Strain‐Dependent Variations in Carotid Body O2 Sensing: Role of CO‐H2S Signaling

Abstract

Systemic responses to hypoxia vary among human subjects and in different strains of rats. We examined whether these inherent variations in hypoxic response to carotid body (CB) O2 sensing and involve CO‐H2S signaling. Experiments were performed on age and gender matched Sprague‐Dawley (SD), Brown‐Norway (BN) and Spontaneous Hypertensive (SH) rats.
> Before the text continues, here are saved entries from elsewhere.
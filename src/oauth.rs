use url::Url;

use crate::error::Error;
use crate::state_token;

/// Path segment naming the identity provider in both the browser-facing
/// routes and the upstream exchange endpoint.
pub const PROVIDER: &str = "discord";

/// Discord `OAuth2` configuration.
///
/// The client id is optional: a deployment without one still serves the
/// callback route, but `/authorize` answers 503 instead of redirecting.
///
/// ```rust,ignore
/// use owls_web::OAuthConfig;
///
/// let config = OAuthConfig::new("https://owlsinsight.com/api/auth/discord/callback".parse()?)
///     .with_client_id("1234567890");
/// ```
#[derive(Debug, Clone)]
#[non_exhaustive]
pub struct OAuthConfig {
    pub(crate) client_id: Option<String>,
    pub(crate) auth_url: Url,
    pub(crate) redirect_uri: Url,
    pub(crate) scopes: Vec<String>,
}

impl OAuthConfig {
    /// Create a configuration for the given callback URI with no client id.
    #[must_use]
    pub fn new(redirect_uri: Url) -> Self {
        Self {
            client_id: None,
            redirect_uri,
            auth_url: "https://discord.com/oauth2/authorize"
                .parse()
                .expect("valid default URL"),
            scopes: vec!["identify".into(), "email".into()],
        }
    }

    /// Set the Discord application client id.
    #[must_use]
    pub fn with_client_id(mut self, client_id: impl Into<String>) -> Self {
        self.client_id = Some(client_id.into());
        self
    }

    /// Override the Discord authorization endpoint.
    #[must_use]
    pub fn with_auth_url(mut self, url: Url) -> Self {
        self.auth_url = url;
        self
    }

    /// Override the `OAuth2` scopes (default: `["identify", "email"]`).
    #[must_use]
    pub fn with_scopes(mut self, scopes: Vec<String>) -> Self {
        self.scopes = scopes;
        self
    }

    #[must_use]
    pub fn client_id(&self) -> Option<&str> {
        self.client_id.as_deref()
    }

    #[must_use]
    pub fn auth_url(&self) -> &Url {
        &self.auth_url
    }

    /// Callback URI registered with Discord; also sent upstream with the code.
    #[must_use]
    pub fn redirect_uri(&self) -> &Url {
        &self.redirect_uri
    }

    #[must_use]
    pub fn scopes(&self) -> &[String] {
        &self.scopes
    }

    /// Build the provider authorization URL around a fresh state token.
    ///
    /// # Errors
    ///
    /// Returns [`Error::MissingClientId`] when no client id is configured.
    pub fn authorization_request(&self) -> Result<AuthorizationRequest, Error> {
        let client_id = self.client_id.as_deref().ok_or(Error::MissingClientId)?;
        let state = state_token::generate_state();
        let scope = self.scopes.join(" ");

        let mut url = self.auth_url.clone();
        url.query_pairs_mut()
            .append_pair("client_id", client_id)
            .append_pair("redirect_uri", self.redirect_uri.as_str())
            .append_pair("response_type", "code")
            .append_pair("scope", &scope)
            .append_pair("state", &state)
            .append_pair("prompt", "consent");

        Ok(AuthorizationRequest { url, state })
    }
}

/// Authorization URL plus the state it embeds, to be pinned in a cookie.
#[non_exhaustive]
pub struct AuthorizationRequest {
    pub url: Url,
    pub state: String,
}

#[cfg(test)]
mod tests {
    use super::*;

    fn test_config() -> OAuthConfig {
        OAuthConfig::new("https://example.com/api/auth/discord/callback".parse().unwrap())
            .with_client_id("test-client")
    }

    fn query_value(url: &Url, key: &str) -> Option<String> {
        url.query_pairs()
            .find(|(k, _)| k == key)
            .map(|(_, v)| v.into_owned())
    }

    #[test]
    fn test_authorization_url_parameters() {
        let req = test_config().authorization_request().unwrap();

        assert_eq!(req.url.host_str(), Some("discord.com"));
        assert_eq!(req.url.path(), "/oauth2/authorize");
        assert_eq!(query_value(&req.url, "client_id").as_deref(), Some("test-client"));
        assert_eq!(
            query_value(&req.url, "redirect_uri").as_deref(),
            Some("https://example.com/api/auth/discord/callback")
        );
        assert_eq!(query_value(&req.url, "response_type").as_deref(), Some("code"));
        assert_eq!(query_value(&req.url, "scope").as_deref(), Some("identify email"));
        assert_eq!(query_value(&req.url, "prompt").as_deref(), Some("consent"));
        assert_eq!(query_value(&req.url, "state"), Some(req.state.clone()));
    }

    #[test]
    fn test_authorization_state_unique_per_call() {
        let config = test_config();
        let req1 = config.authorization_request().unwrap();
        let req2 = config.authorization_request().unwrap();

        assert_ne!(req1.state, req2.state);
    }

    #[test]
    fn test_missing_client_id() {
        let config = OAuthConfig::new("https://example.com/cb".parse().unwrap());
        assert!(matches!(
            config.authorization_request(),
            Err(Error::MissingClientId)
        ));
    }

    #[test]
    fn test_config_with_overrides() {
        let config = test_config()
            .with_auth_url("https://discord.test/authorize".parse().unwrap())
            .with_scopes(vec!["identify".into()]);

        assert_eq!(config.auth_url().as_str(), "https://discord.test/authorize");
        assert_eq!(config.scopes(), &["identify"]);
        assert_eq!(config.client_id(), Some("test-client"));
    }
}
Compared to SD, BN rats exhibited impaired carotid body response to hypoxia, and developed pulmonary edema as a consequence of poor ventilatory adaptation to hypobaric hypoxia. SH rat carotid bodies displayed inherent hypersensitivity to hypoxia and develop hypertension. BN CBs have higher CO and lower H2S levels than SD, while SH carotid bodies have reduced CO and greater H2S generation. Reducing CO levels in BN carotid body increased H2S generation, restoring CB hypoxic sensing and preventing high‐altitude pulmonary edema. Increasing CO levels in SH carotid bodies reduced H2S generation, preventing hypersensitivity to hypoxia and controlling hypertension. Supported by NIH‐HL‐90554.